Sunday, July 8, 2018

The New Tasks for an Engineering Manager

I've now been through three stages of transitioning to an Engineering Manager role.

First stage started off as my team interviewed me and decided they would be ok having me as their manager. People started acting differently (too many jokes!) even though nothing was really different.

Second stage started when my manager marked me as the manager in the personnel systems and I got new rights to see / hear stuff. I learned that while being a tester I never had to do mundane clicking, that was pretty much core my my new managerial responsibilities. Accepting people's hour reports (only if they insist doing them, we have an automated way for it too), people's vacations and expense reports.

Third stage started when I started finding the work undone while the engineering manager position was open. The recruitment process with all its steps. Supporting new people joining the organization. Saying goodbye to people when we agree the person and the work are not right for each other. Rewarding existing people and working towards their fair pay.

I found an Engineering Managers' Slack group, and have been fascinated with the types of things Engineering Managers talk about. A lot of this stuff is still things I was doing while identifying as "individual contributor".

I've found two weird powers I now have been trusted with: terminating someone's contract is just as easy in the systems than accepting hour reports (and there is something really alarming in that). And as a manager, I have access to proposing bonuses without having to do all the legwork I used to do to get people rewarded.

Officially one month into my new role and now one month on vacation.

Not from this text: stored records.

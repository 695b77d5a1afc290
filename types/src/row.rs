//! Parsed CSV data.

use serde::ser::SerializeMap;
use serde::{Serialize, Serializer};

/// One data row, keyed by header name in header order.
#[derive(Debug, Clone, Default, PartialEq, Eq)]
pub struct CsvRow {
    cells: Vec<(String, String)>,
}

impl CsvRow {
    #[must_use]
    pub fn new() -> Self {
        Self::default()
    }

    /// Set `header` to `value`. A repeated header keeps its first position and
    /// takes the new value.
    pub fn insert(&mut self, header: impl Into<String>, value: impl Into<String>) {
        let header = header.into();
        let value = value.into();
        if let Some(cell) = self.cells.iter_mut().find(|(name, _)| *name == header) {
            cell.1 = value;
        } else {
            self.cells.push((header, value));
        }
    }

    #[must_use]
    pub fn get(&self, header: &str) -> Option<&str> {
        self.cells
            .iter()
            .find(|(name, _)| name == header)
            .map(|(_, value)| value.as_str())
    }

    /// Value under `header`, or `""` when the header is absent.
    #[must_use]
    pub fn value(&self, header: &str) -> &str {
        self.get(header).unwrap_or("")
    }

    pub fn iter(&self) -> impl Iterator<Item = (&str, &str)> {
        self.cells
            .iter()
            .map(|(name, value)| (name.as_str(), value.as_str()))
    }

    #[must_use]
    pub fn len(&self) -> usize {
        self.cells.len()
    }

    #[must_use]
    pub fn is_empty(&self) -> bool {
        self.cells.is_empty()
    }

    /// Compact JSON object for log details.
    #[must_use]
    pub fn to_json(&self) -> String {
        serde_json::to_string(self).unwrap_or_else(|_| String::from("{}"))
    }
}

// Serialized by hand so keys keep header order.
impl Serialize for CsvRow {
    fn serialize<S: Serializer>(&self, serializer: S) -> Result<S::Ok, S::Error> {
        let mut map = serializer.serialize_map(Some(self.cells.len()))?;
        for (name, value) in &self.cells {
            map.serialize_entry(name, value)?;
        }
        map.end()
    }
}

/// Header row plus data rows in file order.
#[derive(Debug, Clone, Default, PartialEq, Eq, Serialize)]
pub struct CsvTable {
    pub headers: Vec<String>,
    pub rows: Vec<CsvRow>,
}

impl CsvTable {
    #[must_use]
    pub fn len(&self) -> usize {
        self.rows.len()
    }

    #[must_use]
    pub fn is_empty(&self) -> bool {
        self.rows.is_empty()
    }

    /// First `n` rows, for previews.
    #[must_use]
    pub fn preview(&self, n: usize) -> &[CsvRow] {
        &self.rows[..self.rows.len().min(n)]
    }
}
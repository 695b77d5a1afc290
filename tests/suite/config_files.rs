//! Config and CSV files on disk

use std::io::Write;

use rimport_config::{ConfigError, Overrides, RimportConfig};
use rimport_core::CsvReader;
use rimport_types::DestField;
use tempfile::NamedTempFile;

fn write_temp(bytes: &[u8]) -> NamedTempFile {
    let mut file = NamedTempFile::new().unwrap();
    file.write_all(bytes).unwrap();
    file.flush().unwrap();
    file
}

#[test]
fn config_file_resolves_with_flag_overrides() {
    let file = write_temp(
        br#"
[forum]
base_url = "https://forum.example.com/"
api_key = "${RIMPORT_TEST_KEY}"
category_id = 4

[proxy]
enabled = true

[import]
delay_ms = 250
delimiter = ";"

[mapping]
title = "Resource"
"#,
    );

    let config = RimportConfig::load_from(file.path()).unwrap();
    let overrides = Overrides {
        category_id: Some(9),
        ..Overrides::default()
    };
    let settings = config
        .resolve(&overrides, |name| {
            (name == "RIMPORT_TEST_KEY").then(|| "from-env".to_string())
        })
        .unwrap();

    assert_eq!(settings.site.base_url.as_str(), "https://forum.example.com");
    assert_eq!(settings.site.api_key.expose_secret(), "from-env");
    assert_eq!(settings.site.category_id.get(), 9);
    assert_eq!(
        settings.site.proxy.as_ref().map(|p| p.as_str()),
        Some("https://corsproxy.io/?")
    );
    assert_eq!(settings.import.delimiter, b';');
    assert_eq!(settings.import.delay.as_millis(), 250);
    assert_eq!(settings.mapping.get(DestField::Title), Some("Resource"));
}

#[test]
fn malformed_config_reports_its_path() {
    let file = write_temp(b"[forum\nbase_url = ");
    let err = RimportConfig::load_from(file.path()).unwrap_err();
    assert!(matches!(err, ConfigError::Parse { .. }));
    assert_eq!(err.path(), Some(file.path()));
}

#[test]
fn missing_explicit_config_is_an_error() {
    let dir = tempfile::tempdir().unwrap();
    let err = RimportConfig::load_from(&dir.path().join("absent.toml")).unwrap_err();
    assert!(matches!(err, ConfigError::Read { .. }));
}

#[test]
fn csv_file_with_utf8_bom() {
    let file = write_temp(b"\xEF\xBB\xBFTitle,Description\nCaf\xC3\xA9,Menu\n");
    let table = CsvReader::new().read_file(file.path()).unwrap();
    assert_eq!(table.headers, vec!["Title", "Description"]);
    assert_eq!(table.rows[0].get("Title"), Some("Café"));
}

#[test]
fn csv_file_in_windows_1252() {
    let file = write_temp(b"Title,Description\nCaf\xE9,\x93quoted\x94\n");
    let table = CsvReader::new().read_file(file.path()).unwrap();
    assert_eq!(table.rows[0].get("Title"), Some("Café"));
    assert_eq!(table.rows[0].get("Description"), Some("\u{201c}quoted\u{201d}"));
}

#[test]
fn csv_file_with_tab_delimiter() {
    let file = write_temp(b"Title\tDescription\nA, with comma\tB\n");
    let table = CsvReader::new()
        .with_delimiter(b'\t')
        .read_file(file.path())
        .unwrap();
    assert_eq!(table.rows[0].get("Title"), Some("A, with comma"));
}
//! Import engine for rimport - the sequential upload loop.
//!
//! The engine owns no IO of its own: uploads go through a [`ResourceSink`] and
//! copy generation through a [`Copywriter`], both implemented for the HTTP
//! clients in `rimport-providers`. Progress is reported as [`ImportEvent`]s on
//! an unbounded channel so a caller can render while the loop runs.

mod import_log;
mod runner;

pub use import_log::{ImportLog, LogEntry, LogStatus};
pub use runner::{
    Copywriter, Enrichment, ImportEvent, ImportOptions, ImportReport, Importer, ResourceSink,
    RowOutcome, RowResult, TAG_LINE_FALLBACK_CHARS, TAG_LINE_TRUNCATE_CHARS,
};

pub use rimport_core;
pub use rimport_providers;
pub use rimport_types;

We'll see what the autumn brings. 

Sunday, June 24, 2018

Not looking for recipes of winning in a game but stopping the game

A long time ago, I learned a little game from James Bach: the beer game. It is a little exercise of trying to do something that people manage on a daily basis, buy a beer at a bar. Yet as the game progresses, it becomes clear that simple things can be hard. Your beer can come in a size you don't expect (you did not specify!), in temperatures you did not expect (you did not specify!) and with stuff you did not expect (you did not specify!). With the rules its played, you can only lose. And the only way to win is to stop the current rules.

Software development has a lot of aspects like this. If we end up in the defensive mode, one part of organization pitted against the other, we can always shift blame around. The estimates and predicting the schedules that are by nature filled with uncertainty can easily turn into a blame game. And from a perspective of an individual team, I can easily find others to blame: it would have taken us a week,  but we were blocked by another; it would have taken us a week, but we thought you meant X when you meant X+1; it would have taken us a week, but then quality is flexible and we did not think of that aspect of quality this time. Like the beer game, this is a game you cannot win. Trying is a sub optimization. Instead I find we need to look at the overall system, beyond an individual team.

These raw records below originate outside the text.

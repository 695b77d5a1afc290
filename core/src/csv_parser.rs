//! CSV tokenizer.
//!
//! The first non-blank record is the header row; every later record becomes a
//! [`CsvRow`] keyed by header. Quoted fields may contain the delimiter and use
//! `""` for a literal quote. All values are trimmed.

use std::borrow::Cow;
use std::fs;
use std::path::{Path, PathBuf};

use csv::{ReaderBuilder, StringRecord, Trim};
use encoding_rs::{Encoding, UTF_8, WINDOWS_1252};
use rimport_types::{CsvRow, CsvTable};
use thiserror::Error;

#[derive(Debug, Error)]
pub enum CsvError {
    #[error("failed to read {}: {source}", path.display())]
    Read {
        path: PathBuf,
        source: std::io::Error,
    },
    #[error("failed to parse CSV record {record}: {source}")]
    Parse { record: usize, source: csv::Error },
}

/// CSV parser configuration.
#[derive(Debug, Clone, Copy)]
pub struct CsvReader {
    delimiter: u8,
}

impl Default for CsvReader {
    fn default() -> Self {
        Self { delimiter: b',' }
    }
}

impl CsvReader {
    #[must_use]
    pub fn new() -> Self {
        Self::default()
    }

    #[must_use]
    pub fn with_delimiter(mut self, delimiter: u8) -> Self {
        self.delimiter = delimiter;
        self
    }

    /// Read and parse a file, decoding UTF-8 (with or without BOM), UTF-16 with
    /// BOM, or falling back to Windows-1252 for legacy spreadsheet exports.
    pub fn read_file(&self, path: &Path) -> Result<CsvTable, CsvError> {
        let bytes = fs::read(path).map_err(|source| CsvError::Read {
            path: path.to_path_buf(),
            source,
        })?;
        let (text, encoding) = decode(&bytes);
        tracing::debug!(
            path = %path.display(),
            bytes = bytes.len(),
            encoding = encoding.name(),
            "Decoded CSV file"
        );
        self.parse_str(&text)
    }

    /// Parse CSV text into a table.
    ///
    /// Fewer than two non-blank records (no header or no data) yields a table
    /// with no rows rather than an error.
    pub fn parse_str(&self, content: &str) -> Result<CsvTable, CsvError> {
        let mut reader = ReaderBuilder::new()
            .delimiter(self.delimiter)
            .has_headers(false)
            .flexible(true)
            .trim(Trim::All)
            .from_reader(content.as_bytes());

        let mut records = Vec::new();
        for (index, result) in reader.records().enumerate() {
            let record = result.map_err(|source| CsvError::Parse {
                record: index + 1,
                source,
            })?;
            if is_blank(&record, self.delimiter) {
                continue;
            }
            records.push(record);
        }

        let mut records = records.into_iter();
        let Some(header_record) = records.next() else {
            return Ok(CsvTable::default());
        };
        let headers: Vec<String> = header_record.iter().map(str::to_string).collect();
        let rows: Vec<CsvRow> = records.map(|record| build_row(&headers, &record)).collect();

        tracing::debug!(
            headers = headers.len(),
            rows = rows.len(),
            "Parsed CSV content"
        );
        Ok(CsvTable { headers, rows })
    }
}

/// A line holding nothing but whitespace. With a whitespace delimiter such as
/// tab, a line of bare delimiters is whitespace too.
fn is_blank(record: &StringRecord, delimiter: u8) -> bool {
    let all_empty = record.iter().all(str::is_empty);
    all_empty && (record.len() <= 1 || delimiter.is_ascii_whitespace())
}

fn build_row(headers: &[String], record: &StringRecord) -> CsvRow {
    let mut row = CsvRow::new();
    for (index, header) in headers.iter().enumerate() {
        row.insert(header.as_str(), record.get(index).unwrap_or(""));
    }
    row
}

fn decode(bytes: &[u8]) -> (Cow<'_, str>, &'static Encoding) {
    if let Some((encoding, bom_len)) = Encoding::for_bom(bytes) {
        let (text, _) = encoding.decode_without_bom_handling(&bytes[bom_len..]);
        return (text, encoding);
    }
    match std::str::from_utf8(bytes) {
        Ok(text) => (Cow::Borrowed(text), UTF_8),
        Err(_) => {
            let (text, _) = WINDOWS_1252.decode_without_bom_handling(bytes);
            (text, WINDOWS_1252)
        }
    }
}
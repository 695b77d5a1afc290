//! Synchronous import pipeline pieces: CSV tokenizer, field mapper, payload builder.
//!
//! Nothing here touches the network; the engine crate drives these per row.

pub mod csv_parser;
pub mod errors;
pub mod mapping;
pub mod payload;

pub use csv_parser::{CsvError, CsvReader};
pub use errors::format_api_errors;
pub use mapping::{MappingError, apply_overrides, guess_mapping, validate_mapping};
pub use payload::{DEFAULT_VERSION, ResourcePayload};
//! Import progress counters.

use serde::{Deserialize, Serialize};

/// Running totals for one import.
///
/// At the end of a completed run `success + failed == processed`.
#[derive(Debug, Clone, Copy, Default, PartialEq, Eq, Serialize, Deserialize)]
pub struct ImportStats {
    pub total: usize,
    pub success: usize,
    pub failed: usize,
    pub processed: usize,
}

impl ImportStats {
    #[must_use]
    pub fn new(total: usize) -> Self {
        Self {
            total,
            ..Self::default()
        }
    }

    #[must_use]
    pub fn remaining(&self) -> usize {
        self.total.saturating_sub(self.processed)
    }

    /// Whole-number percentage of rows processed; 0 for an empty import.
    #[must_use]
    pub fn progress_percent(&self) -> u8 {
        if self.total == 0 {
            return 0;
        }
        let percent = (self.processed as f64 / self.total as f64 * 100.0).round();
        percent.clamp(0.0, 100.0) as u8
    }

    #[must_use]
    pub fn all_succeeded(&self) -> bool {
        self.failed == 0 && self.success == self.processed
    }
}
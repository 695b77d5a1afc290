//! Human-readable import log.

use chrono::{DateTime, Local};
use serde::Serialize;
use std::fmt;
use uuid::Uuid;

#[derive(Debug, Clone, Copy, PartialEq, Eq, Serialize)]
#[serde(rename_all = "lowercase")]
pub enum LogStatus {
    Success,
    Error,
    Pending,
    Info,
}

impl LogStatus {
    #[must_use]
    pub const fn as_str(self) -> &'static str {
        match self {
            LogStatus::Success => "SUCCESS",
            LogStatus::Error => "ERROR",
            LogStatus::Pending => "PENDING",
            LogStatus::Info => "INFO",
        }
    }
}

#[derive(Debug, Clone, Serialize)]
pub struct LogEntry {
    pub id: String,
    pub timestamp: DateTime<Local>,
    pub status: LogStatus,
    pub message: String,
    #[serde(skip_serializing_if = "Option::is_none")]
    pub details: Option<String>,
}

impl LogEntry {
    #[must_use]
    pub fn new(status: LogStatus, message: impl Into<String>, details: Option<String>) -> Self {
        Self {
            id: Uuid::new_v4().simple().to_string(),
            timestamp: Local::now(),
            status,
            message: message.into(),
            details,
        }
    }
}

/// `[HH:MM:SS] STATUS: message`, with details indented on the next line.
impl fmt::Display for LogEntry {
    fn fmt(&self, f: &mut fmt::Formatter<'_>) -> fmt::Result {
        write!(
            f,
            "[{}] {}: {}",
            self.timestamp.format("%H:%M:%S"),
            self.status.as_str(),
            self.message
        )?;
        if let Some(details) = &self.details {
            write!(f, "\n    {details}")?;
        }
        Ok(())
    }
}

/// Append-only list of log entries, mirrored to `tracing`.
#[derive(Debug, Clone, Default, Serialize)]
#[serde(transparent)]
pub struct ImportLog {
    entries: Vec<LogEntry>,
}

impl ImportLog {
    #[must_use]
    pub fn new() -> Self {
        Self::default()
    }

    /// Record an entry and return a copy for event delivery.
    pub fn push(
        &mut self,
        status: LogStatus,
        message: impl Into<String>,
        details: Option<String>,
    ) -> LogEntry {
        let entry = LogEntry::new(status, message, details);
        let details = entry.details.as_deref().unwrap_or("");
        match status {
            LogStatus::Error => tracing::warn!(message = %entry.message, details, "Import error"),
            _ => tracing::info!(status = status.as_str(), message = %entry.message, details, "Import log"),
        }
        self.entries.push(entry.clone());
        entry
    }

    #[must_use]
    pub fn entries(&self) -> &[LogEntry] {
        &self.entries
    }

    #[must_use]
    pub fn len(&self) -> usize {
        self.entries.len()
    }

    #[must_use]
    pub fn is_empty(&self) -> bool {
        self.entries.is_empty()
    }

    pub fn count(&self, status: LogStatus) -> usize {
        self.entries.iter().filter(|e| e.status == status).count()
    }
}
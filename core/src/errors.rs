//! Human-readable rendering of upload failures.

use rimport_types::ApiError;

/// Join API errors as `[code] message | [code] message`.
///
/// An empty list renders as `Unknown error`.
#[must_use]
pub fn format_api_errors(errors: &[ApiError]) -> String {
    if errors.is_empty() {
        return "Unknown error".to_string();
    }
    errors
        .iter()
        .map(ToString::to_string)
        .collect::<Vec<_>>()
        .join(" | ")
}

Why do we want to have a date available? Because we don't have the stuff we need available today. Why we think the stuff we have today isn't sufficient? Because we believe that if we had more, it would be easier to sell? Why do we need stuff to be easier to sell? Because our sales people most likely are heavily paid on commissions. Is there other ways to set up the sales people's salaries? Most certainly yes.

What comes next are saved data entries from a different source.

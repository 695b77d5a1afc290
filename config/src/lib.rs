//! Configuration for rimport.
//!
//! Settings come from three places, highest precedence first:
//!
//! 1. command-line flags ([`Overrides`])
//! 2. the TOML config file (`~/.rimport/config.toml` or `--config`)
//! 3. environment fallbacks for secrets (`XF_API_KEY`, `GEMINI_API_KEY`)
//!
//! ```toml
//! [forum]
//! base_url = "https://forum.example.com"
//! api_key = "${XF_API_KEY}"
//! category_id = 2
//! user_id = 1
//!
//! [proxy]
//! enabled = false
//! url = "https://corsproxy.io/?"
//!
//! [gemini]
//! enabled = true
//! model = "gemini-3-flash-preview"
//! enhance_description = false
//!
//! [import]
//! delay_ms = 500
//! delimiter = ","
//! timeout_secs = 60
//!
//! [mapping]
//! title = "Name"
//! description = "Body"
//! ```
//!
//! String values may reference environment variables as `${VAR}`.

use serde::Deserialize;
use std::fmt;
use std::path::{Path, PathBuf};
use std::time::Duration;
use thiserror::Error;

use rimport_types::{
    ApiKey, BaseUrl, BaseUrlError, CategoryId, FieldMapping, ForumSite, ProxyPrefix, UserId,
};

pub const FORUM_API_KEY_ENV: &str = "XF_API_KEY";
pub const GEMINI_API_KEY_ENV: &str = "GEMINI_API_KEY";

pub const DEFAULT_GEMINI_MODEL: &str = "gemini-3-flash-preview";
pub const DEFAULT_DELAY_MS: u64 = 500;
pub const MAX_DELAY_MS: u64 = 60_000;
pub const DEFAULT_TIMEOUT_SECS: u64 = 60;

// Default value function for serde (bool::default() is false, so only true needs a fn)
const fn default_true() -> bool {
    true
}

#[derive(Debug, Error)]
pub enum ConfigError {
    #[error("failed to read config at {}: {source}", path.display())]
    Read {
        path: PathBuf,
        source: std::io::Error,
    },
    #[error("failed to parse config at {}: {source}", path.display())]
    Parse {
        path: PathBuf,
        source: toml::de::Error,
    },
    #[error("forum base URL is not set (use --base-url or [forum] base_url)")]
    MissingBaseUrl,
    #[error(transparent)]
    InvalidBaseUrl(#[from] BaseUrlError),
    #[error("forum API key is not set (use --api-key, [forum] api_key, or {FORUM_API_KEY_ENV})")]
    MissingApiKey,
    #[error("resource category id must be a positive number (use --category-id or [forum] category_id)")]
    InvalidCategoryId,
    #[error("user id must be a positive number when set")]
    InvalidUserId,
    #[error("delay of {0} ms exceeds the {MAX_DELAY_MS} ms limit")]
    DelayTooLong(u64),
    #[error("delimiter must be a single ASCII character or \"tab\" (got {0:?})")]
    InvalidDelimiter(String),
}

impl ConfigError {
    #[must_use]
    pub fn path(&self) -> Option<&Path> {
        match self {
            ConfigError::Read { path, .. } | ConfigError::Parse { path, .. } => Some(path),
            _ => None,
        }
    }
}

/// Raw config file contents.
#[derive(Debug, Default, Deserialize)]
pub struct RimportConfig {
    pub forum: Option<ForumConfig>,
    pub proxy: Option<ProxyConfig>,
    pub gemini: Option<GeminiConfig>,
    pub import: Option<ImportConfig>,
    pub mapping: Option<FieldMapping>,
}

#[derive(Default, Deserialize)]
pub struct ForumConfig {
    pub base_url: Option<String>,
    pub api_key: Option<String>,
    pub category_id: Option<u32>,
    pub user_id: Option<u32>,
}

// Manual Debug impl to prevent leaking API keys in logs.
impl fmt::Debug for ForumConfig {
    fn fmt(&self, f: &mut fmt::Formatter<'_>) -> fmt::Result {
        f.debug_struct("ForumConfig")
            .field("base_url", &self.base_url)
            .field("api_key", &self.api_key.as_ref().map(|_| "[REDACTED]"))
            .field("category_id", &self.category_id)
            .field("user_id", &self.user_id)
            .finish()
    }
}

/// CORS proxy routing.
#[derive(Debug, Default, Deserialize)]
pub struct ProxyConfig {
    #[serde(default)]
    pub enabled: bool,
    /// Prefix the encoded target URL is appended to. Blank selects the default.
    pub url: Option<String>,
}

/// Gemini tagline generation.
#[derive(Default, Deserialize)]
pub struct GeminiConfig {
    #[serde(default = "default_true")]
    pub enabled: bool,
    pub api_key: Option<String>,
    pub model: Option<String>,
    /// Rewrite each description through the model before upload. Default: false.
    #[serde(default)]
    pub enhance_description: bool,
}

impl fmt::Debug for GeminiConfig {
    fn fmt(&self, f: &mut fmt::Formatter<'_>) -> fmt::Result {
        f.debug_struct("GeminiConfig")
            .field("enabled", &self.enabled)
            .field("api_key", &self.api_key.as_ref().map(|_| "[REDACTED]"))
            .field("model", &self.model)
            .field("enhance_description", &self.enhance_description)
            .finish()
    }
}

#[derive(Debug, Default, Deserialize)]
pub struct ImportConfig {
    /// Pause between uploads. Default: 500.
    pub delay_ms: Option<u64>,
    pub delimiter: Option<String>,
    pub timeout_secs: Option<u64>,
}

/// Values supplied on the command line. `None` defers to the config file.
#[derive(Debug, Default, Clone)]
pub struct Overrides {
    pub base_url: Option<String>,
    pub api_key: Option<String>,
    pub category_id: Option<u32>,
    pub user_id: Option<u32>,
    /// `Some("")` enables the proxy with its default prefix.
    pub proxy: Option<String>,
    pub no_ai: bool,
    pub enhance_description: bool,
    pub delay_ms: Option<u64>,
    pub delimiter: Option<String>,
    pub timeout_secs: Option<u64>,
}

/// Tagline generation settings after precedence is applied.
#[derive(Debug, Clone)]
pub struct AiSettings {
    pub enabled: bool,
    /// `None` with `enabled` means generation was requested but no key exists.
    pub api_key: Option<ApiKey>,
    pub model: String,
    pub enhance_description: bool,
}

#[derive(Debug, Clone)]
pub struct ImportSettings {
    pub delay: Duration,
    pub delimiter: u8,
    pub timeout_secs: u64,
}

/// Validated settings for the connection check and the importer.
#[derive(Debug, Clone)]
pub struct Settings {
    pub site: ForumSite,
    pub ai: AiSettings,
    pub import: ImportSettings,
    pub mapping: FieldMapping,
}

/// Delimiter and timing settings, valid without any forum credentials.
pub fn resolve_import(config: &RimportConfig, overrides: &Overrides) -> Result<ImportSettings, ConfigError> {
    let file = config.import.as_ref();

    let delay_ms = overrides
        .delay_ms
        .or_else(|| file.and_then(|i| i.delay_ms))
        .unwrap_or(DEFAULT_DELAY_MS);
    if delay_ms > MAX_DELAY_MS {
        return Err(ConfigError::DelayTooLong(delay_ms));
    }

    let delimiter = match overrides
        .delimiter
        .as_deref()
        .or_else(|| file.and_then(|i| i.delimiter.as_deref()))
    {
        Some(raw) => parse_delimiter(raw)?,
        None => b',',
    };

    let timeout_secs = overrides
        .timeout_secs
        .or_else(|| file.and_then(|i| i.timeout_secs))
        .filter(|secs| *secs > 0)
        .unwrap_or(DEFAULT_TIMEOUT_SECS);

    Ok(ImportSettings {
        delay: Duration::from_millis(delay_ms),
        delimiter,
        timeout_secs,
    })
}

impl RimportConfig {
    /// Load the default config file. A missing file is not an error.
    pub fn load() -> Result<Option<Self>, ConfigError> {
        let Some(path) = config_path() else {
            return Ok(None);
        };
        if !path.exists() {
            return Ok(None);
        }
        Self::load_from(&path).map(Some)
    }

    /// Load an explicit config file. It must exist.
    pub fn load_from(path: &Path) -> Result<Self, ConfigError> {
        let content = match std::fs::read_to_string(path) {
            Ok(content) => content,
            Err(err) => {
                tracing::warn!("Failed to read config at {:?}: {}", path, err);
                return Err(ConfigError::Read {
                    path: path.to_path_buf(),
                    source: err,
                });
            }
        };
        Self::parse(&content).map_err(|source| {
            tracing::warn!("Failed to parse config at {:?}: {}", path, source);
            ConfigError::Parse {
                path: path.to_path_buf(),
                source,
            }
        })
    }

    pub fn parse(content: &str) -> Result<Self, toml::de::Error> {
        toml::from_str(content)
    }

    #[must_use]
    pub fn path() -> Option<PathBuf> {
        config_path()
    }

    /// Apply overrides and environment fallbacks, then validate.
    ///
    /// `env` looks up environment variables; pass `|name| std::env::var(name).ok()`
    /// outside of tests.
    pub fn resolve<F>(&self, overrides: &Overrides, env: F) -> Result<Settings, ConfigError>
    where
        F: Fn(&str) -> Option<String>,
    {
        let forum = self.forum.as_ref();
        let expand = |value: &String| expand_env_vars_with(value, &env);

        let base_url = overrides
            .base_url
            .clone()
            .or_else(|| forum.and_then(|f| f.base_url.as_ref()).map(expand))
            .filter(|url| !url.trim().is_empty())
            .ok_or(ConfigError::MissingBaseUrl)?;
        let base_url = BaseUrl::parse(&base_url)?;

        let api_key = overrides
            .api_key
            .clone()
            .or_else(|| forum.and_then(|f| f.api_key.as_ref()).map(expand))
            .filter(|key| !key.trim().is_empty())
            .or_else(|| env(FORUM_API_KEY_ENV))
            .and_then(|key| ApiKey::new(key).ok())
            .ok_or(ConfigError::MissingApiKey)?;

        let category_id = overrides
            .category_id
            .or_else(|| forum.and_then(|f| f.category_id))
            .and_then(CategoryId::new)
            .ok_or(ConfigError::InvalidCategoryId)?;

        let user_id = match overrides.user_id.or_else(|| forum.and_then(|f| f.user_id)) {
            Some(raw) => Some(UserId::new(raw).ok_or(ConfigError::InvalidUserId)?),
            None => None,
        };

        let proxy = match &overrides.proxy {
            Some(prefix) => Some(ProxyPrefix::new(prefix)),
            None => self
                .proxy
                .as_ref()
                .filter(|p| p.enabled)
                .map(|p| ProxyPrefix::new(&p.url.as_ref().map(expand).unwrap_or_default())),
        };

        let gemini = self.gemini.as_ref();
        let ai_enabled = !overrides.no_ai && gemini.is_none_or(|g| g.enabled);
        let ai_key = gemini
            .and_then(|g| g.api_key.as_ref())
            .map(expand)
            .filter(|key| !key.trim().is_empty())
            .or_else(|| env(GEMINI_API_KEY_ENV))
            .and_then(|key| ApiKey::new(key).ok());
        let ai = AiSettings {
            enabled: ai_enabled,
            api_key: ai_key,
            model: gemini
                .and_then(|g| g.model.clone())
                .filter(|model| !model.trim().is_empty())
                .unwrap_or_else(|| DEFAULT_GEMINI_MODEL.to_string()),
            enhance_description: overrides.enhance_description
                || gemini.is_some_and(|g| g.enhance_description),
        };

        Ok(Settings {
            site: ForumSite {
                base_url,
                api_key,
                category_id,
                user_id,
                proxy,
            },
            ai,
            import: resolve_import(self, overrides)?,
            mapping: self.mapping.clone().unwrap_or_default(),
        })
    }
}

fn parse_delimiter(raw: &str) -> Result<u8, ConfigError> {
    if raw.eq_ignore_ascii_case("tab") || raw == "\\t" {
        return Ok(b'\t');
    }
    match raw.as_bytes() {
        [byte] if byte.is_ascii() && *byte != b'"' && *byte != b'\n' && *byte != b'\r' => Ok(*byte),
        _ => Err(ConfigError::InvalidDelimiter(raw.to_string())),
    }
}

/// Replace `${VAR}` references using `lookup`. Unset variables expand to "".
/// An unterminated `${` is kept literally.
pub fn expand_env_vars_with<F>(value: &str, lookup: F) -> String
where
    F: Fn(&str) -> Option<String>,
{
    let mut out = String::with_capacity(value.len());
    let mut rest = value;

    while let Some(start) = rest.find("${") {
        out.push_str(&rest[..start]);
        let after = &rest[start + 2..];
        let Some(end) = after.find('}') else {
            out.push_str(&rest[start..]);
            return out;
        };
        let var = &after[..end];
        if !var.is_empty() {
            out.push_str(&lookup(var).unwrap_or_default());
        }
        rest = &after[end + 1..];
    }

    out.push_str(rest);
    out
}

#[must_use]
pub fn config_path() -> Option<PathBuf> {
    dirs::home_dir().map(|home| home.join(".rimport").join("config.toml"))
}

I'm still in the process of asking why but I already know this: I'm not looking for ways to win in a game we shouldn't  be playing. I want to change the game into something we can all win together.

And for people thinking that "2-3 hours of estimating every now and then, no big deal". In scale, with uncertainty it is a big deal. And with people like me who feel every given estimate with their every night's sleep, it is a matter of health and sickness. I don't actively lie when I know there are better ways of doing things. Thus estimation is not a routine I take lightly.